Out we got and I headed over to the table outside by a pick-up truck where our race bibs were located along with a double sided map/directions which was rugged (i.e. in case it got rained on it wouldn't fall apart - not laminated but like your race bib in texture). After getting this and affixing it to my body I used the bathrooms on this side of the river and then sat apart and watched the runners mingling and preparing.

A lady called Sarah came and sat with me quickly before the start. She was covered in tattoos which I would have loved to check out in detail and it was obvious she does Cross-Fit as she had muscles everywhere. She is fairly new to the sport and her husband got her into it and it was nice to pass a few minutes with her before we were instructed to head over to the marquee where the race was to begin.

Eric had us line up and gave instructions which were that we would be heading 1 mile away from the start, along the road on the grassy verge, then cut back up into the trails to pass by the start again and then head down along the river where we'd cross some steep, slippery stone stairs. The first 20 miles down is the more accessible part and there were a few long road sections which we were instructed not to run on and in some cases it was ok to run on the very well maintained grass beside the road, but in some cases not so practical as there was a fairly steep grading which could potentially hurt your ankles so everybody was running on the wide median off the road in some of these sections, and as it was still only about 8am the road was almost completely empty except for crew who were going by. The temperature was lovely.

I began about 1/3 of the way to the front and checked out the front pack (as you do) and looked back at the people around me and behind me (as you do - ha ha).

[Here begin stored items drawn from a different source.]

// Copyright 2021 Twitter, Inc.
// Licensed under the Apache License, Version 2.0
// http://www.apache.org/licenses/LICENSE-2.0

use log::Level;
use serde_derive::*;

#[derive(Deserialize, Clone, Debug, Default)]
#[serde(deny_unknown_fields)]
pub struct ConfigFile {
    #[serde(default)]
    pub(crate) general: General,
    #[serde(default)]
    pub(crate) logs: Logs,
    #[serde(default)]
    pub(crate) delay: Delay,
    #[serde(default)]
    pub(crate) chart: Chart,
    #[serde(default)]
    pub(crate) schedule: Schedule,
}

impl ConfigFile {
    pub fn general(&self) -> &General {
        &self.general
    }

    pub fn logs(&self) -> &Logs {
        &self.logs
    }

    pub fn delay(&self) -> &Delay {
        &self.delay
    }

    pub fn chart(&self) -> &Chart {
        &self.chart
    }

    pub fn schedule(&self) -> &Schedule {
        &self.schedule
    }
}

fn default_logging_level() -> Level {
    Level::Info
}

fn default_timezone() -> String {
    "Europe/Kyiv".to_string()
}

fn default_margin() -> f64 {
    0.05
}

#[derive(Clone, Deserialize, Debug)]
#[serde(rename_all = "lowercase")]
#[serde(remote = "Level")]
#[serde(deny_unknown_fields)]
enum LevelDef {
    Error,
    Warn,
    Info,
    Debug,
    Trace,
}

#[derive(Deserialize, Clone, Debug)]
#[serde(deny_unknown_fields)]
pub struct General {
    #[serde(with = "LevelDef")]
    #[serde(default = "default_logging_level")]
    pub(crate) logging: Level,
    #[serde(default = "default_timezone")]
    pub(crate) timezone: String,
    #[serde(default = "default_margin")]
    pub(crate) margin: f64,
    pub(crate) export: Option<String>,
}

impl Default for General {
    fn default() -> Self {
        Self {
            logging: default_logging_level(),
            timezone: default_timezone(),
            margin: default_margin(),
            export: None,
        }
    }
}

impl General {
    pub fn logging(&self) -> Level {
        self.logging
    }

    pub fn timezone(&self) -> &str {
        &self.timezone
    }

    /// fraction of the latency span added above and below the shared y range
    pub fn margin(&self) -> f64 {
        self.margin
    }

    pub fn export(&self) -> Option<&str> {
        self.export.as_deref()
    }
}

fn default_basic_log() -> String {
    "raft_benchmark_basic.log".to_string()
}

fn default_adaptive_log() -> String {
    "./results/raft_benchmark_x.log".to_string()
}

fn default_node_logs() -> Vec<NodeLog> {
    vec![
        NodeLog {
            name: "node_one".to_string(),
            path: "./results/node_50.log".to_string(),
        },
        NodeLog {
            name: "node_three".to_string(),
            path: "./results/node_52.log".to_string(),
        },
    ]
}

#[derive(Deserialize, Clone, Debug)]
#[serde(deny_unknown_fields)]
pub struct Logs {
    #[serde(default = "default_basic_log")]
    pub(crate) basic: String,
    #[serde(default = "default_adaptive_log")]
    pub(crate) adaptive: String,
    #[serde(default = "default_node_logs")]
    pub(crate) node: Vec<NodeLog>,
}

impl Default for Logs {
    fn default() -> Self {
        Self {
            basic: default_basic_log(),
            adaptive: default_adaptive_log(),
            node: default_node_logs(),
        }
    }
}

impl Logs {
    pub fn basic(&self) -> &str {
        &self.basic
    }

    pub fn adaptive(&self) -> &str {
        &self.adaptive
    }

    pub fn nodes(&self) -> &[NodeLog] {
        &self.node
    }
}

/// A per-node interval log and the label it is plotted under.
#[derive(Deserialize, Clone, Debug, PartialEq, Eq)]
#[serde(deny_unknown_fields)]
pub struct NodeLog {
    pub name: String,
    pub path: String,
}

fn default_delay_target() -> String {
    crate::extract::DEFAULT_DELAY_TARGET.to_string()
}

fn default_jitter_ms() -> u64 {
    40
}

#[derive(Deserialize, Clone, Debug)]
#[serde(deny_unknown_fields)]
pub struct Delay {
    #[serde(default = "default_delay_target")]
    pub(crate) target: String,
    #[serde(default = "default_jitter_ms")]
    pub(crate) jitter_ms: u64,
}

impl Default for Delay {
    fn default() -> Self {
        Self {
            target: default_delay_target(),
            jitter_ms: default_jitter_ms(),
        }
    }
}

impl Delay {
    pub fn target(&self) -> &str {
        &self.target
    }

    pub fn jitter_ms(&self) -> u64 {
        self.jitter_ms
    }
}

fn default_output() -> String {
    "raft_benchmark_results.png".to_string()
}

fn default_width() -> u32 {
    1600
}

fn default_height() -> u32 {
    1400
}

#[derive(Deserialize, Clone, Debug)]
#[serde(deny_unknown_fields)]
pub struct Chart {
    #[serde(default = "default_output")]
    pub(crate) output: String,
    #[serde(default = "default_width")]
    pub(crate) width: u32,
    #[serde(default = "default_height")]
    pub(crate) height: u32,
}

impl Default for Chart {
    fn default() -> Self {
        Self {
            output: default_output(),
            width: default_width(),
            height: default_height(),
        }
    }
}

impl Chart {
    pub fn output(&self) -> &str {
        &self.output
    }

    pub fn size(&self) -> (u32, u32) {
        (self.width, self.height)
    }
}

fn default_schedule_node() -> String {
    crate::extract::DEFAULT_DELAY_TARGET.to_string()
}

fn default_schedule_times() -> Vec<u64> {
    (0..=120).step_by(10).collect()
}

fn default_schedule_delays() -> Vec<u64> {
    vec![20, 78, 136, 195, 253, 311, 370, 311, 253, 195, 136, 78, 20]
}

fn default_max_bar_length() -> usize {
    25
}

/// The delay schedule printed by `delay-chart`.
#[derive(Deserialize, Clone, Debug)]
#[serde(deny_unknown_fields)]
pub struct Schedule {
    #[serde(default = "default_schedule_node")]
    pub(crate) node: String,
    #[serde(default = "default_schedule_times")]
    pub(crate) times: Vec<u64>,
    #[serde(default = "default_schedule_delays")]
    pub(crate) delays: Vec<u64>,
    #[serde(default = "default_max_bar_length")]
    pub(crate) max_bar_length: usize,
}

impl Default for Schedule {
    fn default() -> Self {
        Self {
            node: default_schedule_node(),
            times: default_schedule_times(),
            delays: default_schedule_delays(),
            max_bar_length: default_max_bar_length(),
        }
    }
}

impl Schedule {
    pub fn node(&self) -> &str {
        &self.node
    }

    /// seconds since the schedule started
    pub fn times(&self) -> &[u64] {
        &self.times
    }

    /// delay in milliseconds at each point in `times`
    pub fn delays(&self) -> &[u64] {
        &self.delays
    }

    pub fn max_bar_length(&self) -> usize {
        self.max_bar_length
    }
}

As I mentioned previously the 'plan' was to go nice and easy so I did that and leisurely jogged along the grass, staying with some people for a short period and then deciding that I'd catch up to the next person or group a few yards further along.

After the mile we turned into trail and it was very easy. We were still pretty closely packed and I kept advancing periodically until I was with a group of about 5 runners who I would guess were the second leading group behind the leaders and the pace was more 'healthy'. We then got into more technical trail and I was maintaining a gap so I could see any roots or obstacles in time and there were small pink flags sporadically indicating any changes in direction or that you were in fact going the right way.

The organizers made no apologies for this and indicate on their site that this is a grass roots trail run, not with lots of fancy medals and that you have to be prepared to take care of yourselves for up to 9 miles between aid stations and that the markings are basic and you need to pay attention. The leaders of our group within the first 4 miles dipped down a trail which went steeply down the gorge and we all came to a halt as it seemed a crazy path to take and there were no markings. After some faffing about we back-tracked up the steep banks to where we went off and saw runners passing by on the correct trail. Grrrr. I was tired from the climb and a bit demoralized to think so early I'd messed up and that who knows how many runners were now ahead of me. Hey ho. Say la vie.

I carried on and there was a lot of diversity in the nature of the trail which was awesome. It was pretty technical when you were not running a few long stretches by the road and you had to keep your wits about you. There were also a lot of muddy sections from the rain early in the morning and the day prior and it's amazing how only 120 runners (and only I guess 40 ahead of me at that point) can churn up a section. We were all a bit more spread out now and the groups were smaller. I was passed occasionally and passed a few occasionally. 

There was a section early on that was a proper river crossing where you had no hope of keeping dry and so we crossed over the big and small loose rocks with a faster flowing water and I didn't do so well and fell forward a few times but didn't get soaked head to foot.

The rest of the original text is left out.